“That’s wild carp for you, the old days. I don’t really know the actual genetic realities of the so-called ‘wildie’ but we anglers have always regarded them as the original, long-established carp stocks that date back hundreds, even thousands, of years. These are long, lean, fully-scaled common carp that in shape and nature are unlike the bigger, fatter, genetically enhanced carp that have been stocked to waters hereabouts over the past half century.
“Carp breeding became big business in Europe a century and more ago and the huge fish we see nowadays we can often trace back to stockings mid-last century. It’s a little like the grey/red squirrel syndrome. The bigger, more bullying imported carp effectively began to see off the smaller indigenous wildies as more and more introductions were made through the 60s and onwards. Today, virtually all eastern carp waters are about big fish and the wild fish almost everywhere is a memory.
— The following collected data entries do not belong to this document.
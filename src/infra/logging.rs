use std::path::Path;

use tracing_appender::rolling;
use tracing_subscriber::EnvFilter;

use crate::infra::{config::LogConfig, error::AppError};

const LOG_FILE_NAME: &str = "rally.log";

/// Initializes the global subscriber writing to a file under `log_dir`.
/// The TUI owns the terminal, so nothing is ever logged to stdout/stderr.
pub fn init(config: &LogConfig, log_dir: &Path) -> Result<(), AppError> {
    let file_appender = rolling::never(log_dir, LOG_FILE_NAME);

    tracing_subscriber::fmt()
        .with_env_filter(
            EnvFilter::try_from_default_env().unwrap_or_else(|_| EnvFilter::new(&config.level)),
        )
        .with_writer(file_appender)
        .with_ansi(false)
        .with_target(true)
        .try_init()
        .map_err(AppError::LoggingInit)
}
use std::{
    path::{Path, PathBuf},
    time::Duration,
};

use rusqlite::{params, Connection};
use thiserror::Error;

use crate::domain::message::ChatMessage;

/// How long SQLite waits on a locked database before reporting busy.
const BUSY_TIMEOUT: Duration = Duration::from_millis(500);

const INIT_SCHEMA: &str = "CREATE TABLE IF NOT EXISTS messages (
    id INTEGER PRIMARY KEY AUTOINCREMENT,
    author TEXT NOT NULL,
    body TEXT NOT NULL,
    sent_at_ms INTEGER NOT NULL
)";

#[derive(Debug, Error)]
pub enum StoreError {
    #[error("failed to open store at {path}: {source}")]
    Open {
        path: PathBuf,
        #[source]
        source: rusqlite::Error,
    },
    #[error("failed to append message: {0}")]
    Append(#[source] rusqlite::Error),
    #[error("failed to read messages: {0}")]
    Read(#[source] rusqlite::Error),
}

/// A row as delivered by the store: the message plus the monotonically
/// increasing id that fixes its position in delivery order.
#[derive(Debug, Clone, PartialEq, Eq)]
pub struct StoredMessage {
    pub id: i64,
    pub message: ChatMessage,
}

/// Handle on the shared append-only message collection.
///
/// Every client appends to and replays from the same fixed path. WAL mode
/// lets concurrent clients keep reading while another one appends. Rows are
/// never updated or deleted.
pub struct MessageStore {
    conn: Connection,
}

impl MessageStore {
    pub fn open(path: &Path) -> Result<Self, StoreError> {
        let map_open = |source| StoreError::Open {
            path: path.to_path_buf(),
            source,
        };

        let conn = Connection::open(path).map_err(map_open)?;
        conn.busy_timeout(BUSY_TIMEOUT).map_err(map_open)?;
        conn.pragma_update(None, "journal_mode", "WAL")
            .map_err(map_open)?;
        conn.execute(INIT_SCHEMA, []).map_err(map_open)?;

        Ok(Self { conn })
    }

    /// Appends one message. The assigned row id fixes its delivery position
    /// for every subscriber.
    pub fn append(&self, message: &ChatMessage) -> Result<(), StoreError> {
        self.conn
            .execute(
                "INSERT INTO messages (author, body, sent_at_ms) VALUES (?1, ?2, ?3)",
                params![message.author, message.body, message.sent_at_ms],
            )
            .map_err(StoreError::Append)?;

        Ok(())
    }

    /// Returns every row with an id greater than `cursor`, in id order.
    /// A cursor of zero replays the full history.
    pub fn fetch_after(&self, cursor: i64) -> Result<Vec<StoredMessage>, StoreError> {
        let mut stmt = self
            .conn
            .prepare(
                "SELECT id, author, body, sent_at_ms FROM messages \
                 WHERE id > ?1 ORDER BY id ASC",
            )
            .map_err(StoreError::Read)?;

        let rows = stmt
            .query_map(params![cursor], |row| {
                Ok(StoredMessage {
                    id: row.get(0)?,
                    message: ChatMessage {
                        author: row.get(1)?,
                        body: row.get(2)?,
                        sent_at_ms: row.get(3)?,
                    },
                })
            })
            .map_err(StoreError::Read)?;

        let mut messages = Vec::new();
        for row in rows {
            messages.push(row.map_err(StoreError::Read)?);
        }

        Ok(messages)
    }
}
“Most would say “good job”. Who wants to catch 5lb carp when you can catch 50s? Well, fortunately, those fellow members of the Wild Carp Trust it seems. Personally, I find it exhilarating that there are fishers, mostly younger ones too, who put sentiment over size, poetry over practicality.
“There has to be satisfaction in finding (and preserving) an almost forgotten sub-species of fish that has been around since the Normans, just perhaps since the Romans. Trout anglers get this, of course. I know scores of fly fishers who would rather hunt a six-ounce wild brown trout than do battle with a lumbering 6lb rainbow that has just arrived on the back of a lorry. Moreover, these fly fishers don’t only hunt their wild browns, many work hard to improve their habitat as well. In fact, they give rather more than they take, which is how it should be, surely. That’s why I’m proud to be the figurehead of the Wild Carp Trust.
“The organisation is not just about scouring the country, looking for pools to plunder. Not at all. The big plan is to take eggs from wild carp and spread these to waters suitable for their revival. These mostly young anglers see their role in bringing the past back to life and I like that hugely. If they were doing the same thing for red squirrels, Country File would be knocking on their door for a story but, as we are talking fish, the whole crusade will remain unremarked upon. Which makes it more noble still in my eyes.
“We have some wonderful, unique fish in this country of ours and now is the time to make all lovers of the natural world realise that.
“That’s why I am delighted to be associated with the Wild Carp Trust, doubly so as the membership is not made up of old fish like me.”